If I knew, if I had for proof actually this was not real, I would be singing it from the actual top of the buildings. I would be out there screaming. I'd be getting loads of money, maybe a Nobel, maybe even a Netflix show bill. You never know, right, you never know, but you would be so famous for proving it wrong. And I'd love it to be proved wrong. Honestly, you'd get a Nobel Prize if you proved it it happened. No, it's just sadly it's not.
I think there are fewer of them than the battle bit. Yeah, that's right, there's still too many.
And look, you can't change someone's mind overnight. But that first thing that Bill said is so important. Over ninety nine percent of scientists agree that the climate crisis is human caused, but only twenty five percent of Americans believe that there's a scientific consensus on climate change. The bottom line is, the carbon pollution from fossil fuels that we're putting into the atmosphere is causing the planet to overheat dangerously. That science is ironclad.
Yeah, I feel like it's so important to lay it out there like that. Now, this next question is about how close we are from all of humanity falling apart. I saw a headline that said we only have ten to fifteen years to really stop global warming. But something I hear from my friends is that it feels like we've been seeing these headlines for years. So first, please tell me we have more time, And also, why does it like we've been hearing these headlines for so long?

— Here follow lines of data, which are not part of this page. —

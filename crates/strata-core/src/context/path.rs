// Copyright 2025 eraflo
//
// Licensed under the Apache License, Version 2.0 (the "License");
// you may not use this file except in compliance with the License.
// You may obtain a copy of the License at
//
//     http://www.apache.org/licenses/LICENSE-2.0
//
// Unless required by applicable law or agreed to in writing, software
// distributed under the License is distributed on an "AS IS" BASIS,
// WITHOUT WARRANTIES OR CONDITIONS OF ANY KIND, either express or implied.
// See the License for the specific language governing permissions and
// limitations under the License.

use crate::renderer::api::RasterizePath;
use crate::renderer::error::RenderError;

/// How the rasterize path of a context was chosen.
#[derive(Debug, Clone, Copy, PartialEq, Eq)]
pub enum PathResolution {
    /// The device supports the requested path.
    Requested(RasterizePath),
    /// The device lacks the requested path and the other one is used instead.
    Fallback {
        /// The configured path.
        requested: RasterizePath,
        /// The path actually installed.
        used: RasterizePath,
    },
}

impl PathResolution {
    /// The path to install.
    pub fn path(&self) -> RasterizePath {
        match self {
            PathResolution::Requested(path) => *path,
            PathResolution::Fallback { used, .. } => *used,
        }
    }

    /// Returns `true` if the requested path was not available.
    pub fn is_fallback(&self) -> bool {
        matches!(self, PathResolution::Fallback { .. })
    }
}

/// Picks the rasterize path, falling back to the other one when `supports`
/// rejects the requested path.
///
/// ## Errors
/// * `RenderError::InitializationFailed` - If neither path is supported.
pub fn resolve_rasterize_path(
    requested: RasterizePath,
    supports: impl Fn(RasterizePath) -> bool,
) -> Result<PathResolution, RenderError> {
    if supports(requested) {
        return Ok(PathResolution::Requested(requested));
    }

    let used = requested.alternate();
    if supports(used) {
        log::warn!(
            "Rasterize path {:?} is unavailable, falling back to {:?}",
            requested,
            used
        );
        return Ok(PathResolution::Fallback { requested, used });
    }

    Err(RenderError::InitializationFailed(format!(
        "no rasterize path available (requested {requested:?})"
    )))
}
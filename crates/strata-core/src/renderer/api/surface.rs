// Copyright 2025 eraflo
//
// Licensed under the Apache License, Version 2.0 (the "License");
// you may not use this file except in compliance with the License.
// You may obtain a copy of the License at
//
//     http://www.apache.org/licenses/LICENSE-2.0
//
// Unless required by applicable law or agreed to in writing, software
// distributed under the License is distributed on an "AS IS" BASIS,
// WITHOUT WARRANTIES OR CONDITIONS OF ANY KIND, either express or implied.
// See the License for the specific language governing permissions and
// limitations under the License.

//! Surfaces and the framebuffer that references them.

use super::enums::TextureFormat;
use crate::renderer::error::StateError;
use crate::strata_bitflags;
use std::sync::Arc;

/// The maximum number of color attachments in a [`Framebuffer`].
pub const MAX_COLOR_ATTACHMENTS: usize = 8;

/// An opaque identifier of a surface.
#[derive(Debug, Clone, Copy, PartialEq, Eq, Hash, PartialOrd, Ord)]
pub struct SurfaceId(pub u64);

/// A renderable 2D resource, used as a color or depth/stencil attachment or
/// as a sampler view.
///
/// Surfaces are owned by whoever created them and shared through `Arc`; a
/// context holds its own references and drops them on detach or destruction.
#[derive(Debug, Clone, PartialEq, Eq, Hash)]
pub struct Surface {
    /// The surface identifier.
    pub id: SurfaceId,
    /// The pixel format.
    pub format: TextureFormat,
    /// Width in pixels.
    pub width: u32,
    /// Height in pixels.
    pub height: u32,
}

impl Surface {
    /// Creates a shared surface.
    pub fn new(id: SurfaceId, format: TextureFormat, width: u32, height: u32) -> Arc<Self> {
        Arc::new(Self {
            id,
            format,
            width,
            height,
        })
    }

    /// The distance in bytes between two rows.
    pub fn pitch(&self) -> u32 {
        self.width * self.format.bytes_per_pixel()
    }
}

/// An ordered set of color attachments plus an optional depth/stencil attachment.
///
/// Slots at or beyond [`Framebuffer::color_count`] are always empty.
#[derive(Debug, Clone, Default, PartialEq)]
pub struct Framebuffer {
    width: u32,
    height: u32,
    color_count: usize,
    colors: [Option<Arc<Surface>>; MAX_COLOR_ATTACHMENTS],
    depth_stencil: Option<Arc<Surface>>,
}

impl Framebuffer {
    /// Builds a framebuffer from its attachments.
    ///
    /// Every attachment must be at least `width` x `height`.
    pub fn new(
        width: u32,
        height: u32,
        colors: &[Arc<Surface>],
        depth_stencil: Option<Arc<Surface>>,
    ) -> Result<Self, StateError> {
        if colors.len() > MAX_COLOR_ATTACHMENTS {
            return Err(StateError::TooManyColorAttachments {
                count: colors.len(),
                max: MAX_COLOR_ATTACHMENTS,
            });
        }

        let fits = |surface: &Surface| surface.width >= width && surface.height >= height;
        if let Some(slot) = colors.iter().position(|surface| !fits(surface)) {
            return Err(StateError::AttachmentTooSmall { slot: Some(slot) });
        }
        if depth_stencil.as_deref().is_some_and(|surface| !fits(surface)) {
            return Err(StateError::AttachmentTooSmall { slot: None });
        }

        let mut slots: [Option<Arc<Surface>>; MAX_COLOR_ATTACHMENTS] = Default::default();
        for (slot, surface) in slots.iter_mut().zip(colors) {
            *slot = Some(Arc::clone(surface));
        }

        Ok(Self {
            width,
            height,
            color_count: colors.len(),
            colors: slots,
            depth_stencil,
        })
    }

    /// Width in pixels.
    pub fn width(&self) -> u32 {
        self.width
    }

    /// Height in pixels.
    pub fn height(&self) -> u32 {
        self.height
    }

    /// The number of bound color attachments.
    pub fn color_count(&self) -> usize {
        self.color_count
    }

    /// The color attachment in `slot`, if any.
    pub fn color(&self, slot: usize) -> Option<&Arc<Surface>> {
        self.colors.get(slot).and_then(Option::as_ref)
    }

    /// Iterates over the bound color attachments in slot order.
    pub fn colors(&self) -> impl Iterator<Item = &Arc<Surface>> {
        self.colors[..self.color_count].iter().flatten()
    }

    /// The depth/stencil attachment, if any.
    pub fn depth_stencil(&self) -> Option<&Arc<Surface>> {
        self.depth_stencil.as_ref()
    }

    /// Returns `true` if no attachment is bound.
    pub fn is_empty(&self) -> bool {
        self.color_count == 0 && self.depth_stencil.is_none()
    }

    /// Drops every attachment reference and resets the size.
    pub fn release(&mut self) {
        for slot in &mut self.colors {
            *slot = None;
        }
        self.depth_stencil = None;
        self.color_count = 0;
        self.width = 0;
        self.height = 0;
    }
}

strata_bitflags! {
    /// Selects the attachments a clear touches.
    pub struct ClearFlags: u32 {
        /// Clear every color attachment.
        const COLOR = 1 << 0;
        /// Clear the depth aspect of the depth/stencil attachment.
        const DEPTH = 1 << 1;
        /// Clear the stencil aspect of the depth/stencil attachment.
        const STENCIL = 1 << 2;
    }
}

#[cfg(test)]
mod tests {
    use super::*;

    fn color(id: u64) -> Arc<Surface> {
        Surface::new(SurfaceId(id), TextureFormat::Rgba8Unorm, 64, 64)
    }

    #[test]
    fn slots_beyond_count_stay_empty() {
        let fb = Framebuffer::new(64, 64, &[color(1), color(2)], None).unwrap();
        assert_eq!(fb.color_count(), 2);
        assert!(fb.color(1).is_some());
        assert!((2..MAX_COLOR_ATTACHMENTS).all(|slot| fb.color(slot).is_none()));
        assert_eq!(fb.colors().count(), 2);
    }

    #[test]
    fn too_many_attachments_are_rejected() {
        let colors: Vec<_> = (0..=MAX_COLOR_ATTACHMENTS as u64).map(color).collect();
        let err = Framebuffer::new(64, 64, &colors, None).unwrap_err();
        assert_eq!(
            err,
            StateError::TooManyColorAttachments {
                count: MAX_COLOR_ATTACHMENTS + 1,
                max: MAX_COLOR_ATTACHMENTS
            }
        );
    }

    #[test]
    fn undersized_depth_attachment_is_rejected() {
        let depth = Surface::new(SurfaceId(9), TextureFormat::Depth16Unorm, 32, 32);
        let err = Framebuffer::new(64, 64, &[color(1)], Some(depth)).unwrap_err();
        assert_eq!(err, StateError::AttachmentTooSmall { slot: None });
    }

    #[test]
    fn framebuffer_holds_its_own_references() {
        let surface = color(1);
        let mut fb = Framebuffer::new(64, 64, &[Arc::clone(&surface)], None).unwrap();
        assert_eq!(Arc::strong_count(&surface), 2);

        fb.release();
        assert_eq!(Arc::strong_count(&surface), 1);
        assert!(fb.is_empty());
    }

    #[test]
    fn pitch_uses_format_size() {
        let surface = Surface::new(SurfaceId(3), TextureFormat::Rgb565Unorm, 100, 10);
        assert_eq!(surface.pitch(), 200);
    }
}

The latest study that I'm familiar with is Michael Mann. You know Michaelman the hockey Stick graph, The lead author. Well, his latest book is This Fragile Moment, and he, based on his latest modeling, points out there's almost certainly not going to be a tipping point.
Just to pause for a second, the hockey stick curve is a really important piece of climate change science. Basically, the idea is that there was a warm pier during the medieval age, and then the Earth cooled down a little, and now, thanks to all the carbon we're pumping into the atmosphere, we're on the up and up and up. It looks like a hockey stick. The thinking is there's not necessarily a tipping point, but rather the idea is that the Earth will just get hotter and hotter until it's totally out of control. Well Bill says it better. Instead, it's just.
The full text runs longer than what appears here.